Pairwise alignment methods which compute a distance and variance matrix from amino acid or coding-DNA sequences. Every sequence is aligned to every other sequence. In all cases, after the alignments are done, the distances between pairs of sequences are estimated by ML:

· GlobalCodonPAM, LocalCodonPAM - global/local alignments using a codon substitution matrix (61×61) [23]

· GlobalJTT, GlobalLG, GlobalWAG, GlobalGCB, global alignments [22] using the JTT [43], GCB [44], WAG [45] and LG [40] substitution matrices

· LocalJTT, LocalLG, LocalWAG, LocalGCB, local alignments [46] using the JTT [43], GCB [44], WAG [45] and LG [40] substitution matrices

· LogDelGlobal, LogDelLocal - global/local alignments using GCB and a special deletion cost function based on the observed zipfian distribution of gap lengths [47].

· GlobalSynPAM, LocalSynPAM - global/local alignments using a codon substitution matrix (61×61) which ignores all mutations except the synonymous ones [48].

Pairwise alignment methods which compute a distance and variance matrix from the sequences in an MSA:

· CodonDist - estimate the ML CodonPAM distance from pairwise alignments induced by an MSA. The MSA is over amino acids, and the corresponding codons from the protein are used to replace the amino acids. [23]
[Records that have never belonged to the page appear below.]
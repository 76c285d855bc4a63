use std::fmt::{self, Debug, Formatter};
use std::sync::Arc;

use async_trait::async_trait;

use crate::firestore::core::User;
use crate::firestore::error::{internal_error, FirestoreResult};
use crate::firestore::local::schema::LocalDatabase;
use crate::firestore::local::{
    BundleCache, DocumentOverlayCache, IndexManager, MutationQueue, ReferenceDelegate,
    RemoteDocumentCache, TargetCache,
};
use crate::firestore::model::DocumentKeySet;

/// Logical clock value stamped on every transaction, used by LRU garbage collection.
pub type ListenSequenceNumber = i64;

pub const INVALID_SEQUENCE_NUMBER: ListenSequenceNumber = -1;

/// Invoked with `true` when this process becomes primary and `false` when it loses the lease.
pub type PrimaryStateListener = Arc<dyn Fn(bool) + Send + Sync>;

#[derive(Clone, Copy, Debug, PartialEq, Eq)]
pub enum TransactionMode {
    ReadOnly,
    ReadWrite,
    /// Read-write, and only allowed while this process holds the primary lease.
    ReadWritePrimary,
}

impl TransactionMode {
    pub fn is_read_only(&self) -> bool {
        matches!(self, TransactionMode::ReadOnly)
    }

    pub fn requires_primary(&self) -> bool {
        matches!(self, TransactionMode::ReadWritePrimary)
    }
}

/// Scoped access to the storage image. Every cache operation takes one of these.
///
/// Changes made through the transaction become visible to other transactions only after the
/// operation that received it returns successfully.
pub struct PersistenceTransaction<'a> {
    pub(crate) database: &'a mut LocalDatabase,
    mode: TransactionMode,
    current_sequence_number: ListenSequenceNumber,
    /// Documents that may have lost their last reference in this transaction.
    pub(crate) orphaned_documents: DocumentKeySet,
}

impl<'a> PersistenceTransaction<'a> {
    pub(crate) fn new(
        database: &'a mut LocalDatabase,
        mode: TransactionMode,
        current_sequence_number: ListenSequenceNumber,
    ) -> Self {
        Self {
            database,
            mode,
            current_sequence_number,
            orphaned_documents: DocumentKeySet::new(),
        }
    }

    pub fn mode(&self) -> TransactionMode {
        self.mode
    }

    pub fn current_sequence_number(&self) -> ListenSequenceNumber {
        self.current_sequence_number
    }
}

impl Debug for PersistenceTransaction<'_> {
    fn fmt(&self, f: &mut Formatter<'_>) -> fmt::Result {
        f.debug_struct("PersistenceTransaction")
            .field("mode", &self.mode)
            .field("current_sequence_number", &self.current_sequence_number)
            .finish()
    }
}

pub type TransactionOperation<'o> =
    dyn FnMut(&mut PersistenceTransaction<'_>) -> FirestoreResult<()> + Send + 'o;

/// Storage backend of the local store.
///
/// Implementations hand out component handles and run operations atomically. The durable
/// implementation also decides which of several processes sharing the same directory is
/// allowed to run primary-only transactions.
#[async_trait]
pub trait Persistence: Send + Sync {
    /// Opens the storage and, for multi-process backends, joins the lease protocol.
    async fn start(&self) -> FirestoreResult<()>;

    /// Releases every resource. With `delete_data` the stored image is removed as well.
    async fn shutdown(&self, delete_data: bool) -> FirestoreResult<()>;

    fn is_started(&self) -> bool;

    fn is_primary(&self) -> bool;

    /// Registers the listener and invokes it once with the current state.
    fn set_primary_state_listener(&self, listener: PrimaryStateListener);

    async fn set_network_enabled(&self, enabled: bool) -> FirestoreResult<()>;

    async fn set_in_foreground(&self, in_foreground: bool) -> FirestoreResult<()>;

    fn reference_delegate(&self) -> Arc<dyn ReferenceDelegate>;

    fn index_manager(&self, user: &User) -> IndexManager {
        IndexManager::new(user)
    }

    fn mutation_queue(&self, user: &User, index_manager: IndexManager) -> MutationQueue {
        MutationQueue::new(user, index_manager, self.reference_delegate())
    }

    fn document_overlay_cache(&self, user: &User) -> DocumentOverlayCache {
        DocumentOverlayCache::new(user)
    }

    fn remote_document_cache(&self) -> RemoteDocumentCache {
        RemoteDocumentCache::new()
    }

    fn target_cache(&self) -> TargetCache {
        TargetCache::new(self.reference_delegate())
    }

    fn bundle_cache(&self) -> BundleCache {
        BundleCache::new()
    }

    /// Ids of the processes currently sharing this storage, this one included. Backends
    /// without multi-process support report none.
    async fn get_active_clients(&self) -> FirestoreResult<Vec<String>> {
        Ok(Vec::new())
    }

    /// Object-safe transaction entry point. Prefer [`run_transaction`](dyn Persistence::run_transaction).
    async fn run_transaction_dyn(
        &self,
        action: &str,
        mode: TransactionMode,
        operation: &mut TransactionOperation<'_>,
    ) -> FirestoreResult<()>;
}

impl dyn Persistence {
    /// Runs `operation` in a transaction of the given mode and returns its result.
    pub async fn run_transaction<T, F>(
        &self,
        action: &str,
        mode: TransactionMode,
        mut operation: F,
    ) -> FirestoreResult<T>
    where
        T: Send,
        F: FnMut(&mut PersistenceTransaction<'_>) -> FirestoreResult<T> + Send,
    {
        let mut output = None;
        self.run_transaction_dyn(action, mode, &mut |txn: &mut PersistenceTransaction<'_>| {
            output = Some(operation(txn)?);
            Ok(())
        })
        .await?;
        output.ok_or_else(|| internal_error(format!("Transaction '{action}' produced no result")))
    }
}

/// Issues sequence numbers that never go backwards, even across restarts.
#[derive(Debug, Default)]
pub(crate) struct ListenSequence {
    last_issued: ListenSequenceNumber,
}

impl ListenSequence {
    pub(crate) fn next(&mut self, persisted_highest: ListenSequenceNumber) -> ListenSequenceNumber {
        self.last_issued = self.last_issued.max(persisted_highest) + 1;
        self.last_issued
    }
}

/// Runs `operation` against a private copy of `image` and returns the copy to commit.
///
/// The copy shares every table with `image` until the operation writes to it. Read-only
/// transactions and failed operations return `None`, leaving `image` untouched.
pub(crate) fn run_against_copy(
    image: &LocalDatabase,
    mode: TransactionMode,
    sequence_number: ListenSequenceNumber,
    reference_delegate: &dyn ReferenceDelegate,
    operation: &mut TransactionOperation<'_>,
) -> FirestoreResult<Option<LocalDatabase>> {
    let mut working = image.clone();
    {
        let mut txn = PersistenceTransaction::new(&mut working, mode, sequence_number);
        operation(&mut txn)?;
        reference_delegate.on_transaction_committed(&mut txn)?;
    }
    if mode.is_read_only() {
        return Ok(None);
    }
    let global = &mut working.target_global;
    global.highest_listen_sequence_number =
        global.highest_listen_sequence_number.max(sequence_number);
    Ok(Some(working))
}

#[cfg(test)]
mod tests {
    use super::*;

    #[test]
    fn sequence_numbers_never_regress() {
        let mut sequence = ListenSequence::default();
        assert_eq!(sequence.next(0), 1);
        assert_eq!(sequence.next(0), 2);
        assert_eq!(sequence.next(10), 11);
        assert_eq!(sequence.next(3), 12);
    }

    #[test]
    fn modes() {
        assert!(TransactionMode::ReadOnly.is_read_only());
        assert!(TransactionMode::ReadWritePrimary.requires_primary());
        assert!(!TransactionMode::ReadWrite.requires_primary());
    }
}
· InducDist - estimate the ML distance from pairwise alignments induced by an MSA with the GCB rate matrices.

Distance methods which produce a tree from a distance/variance matrix:

· BioNJ - an improved version of the NJ algorithm, [49].

· FastME - build a tree using the minimum evolution principle, version 2.07, [50].

· BioME - a version of FastME with iterative improvements

· LST - build a tree using the least squares principle, with the distances weighted by the inverse of their variance [36, 51].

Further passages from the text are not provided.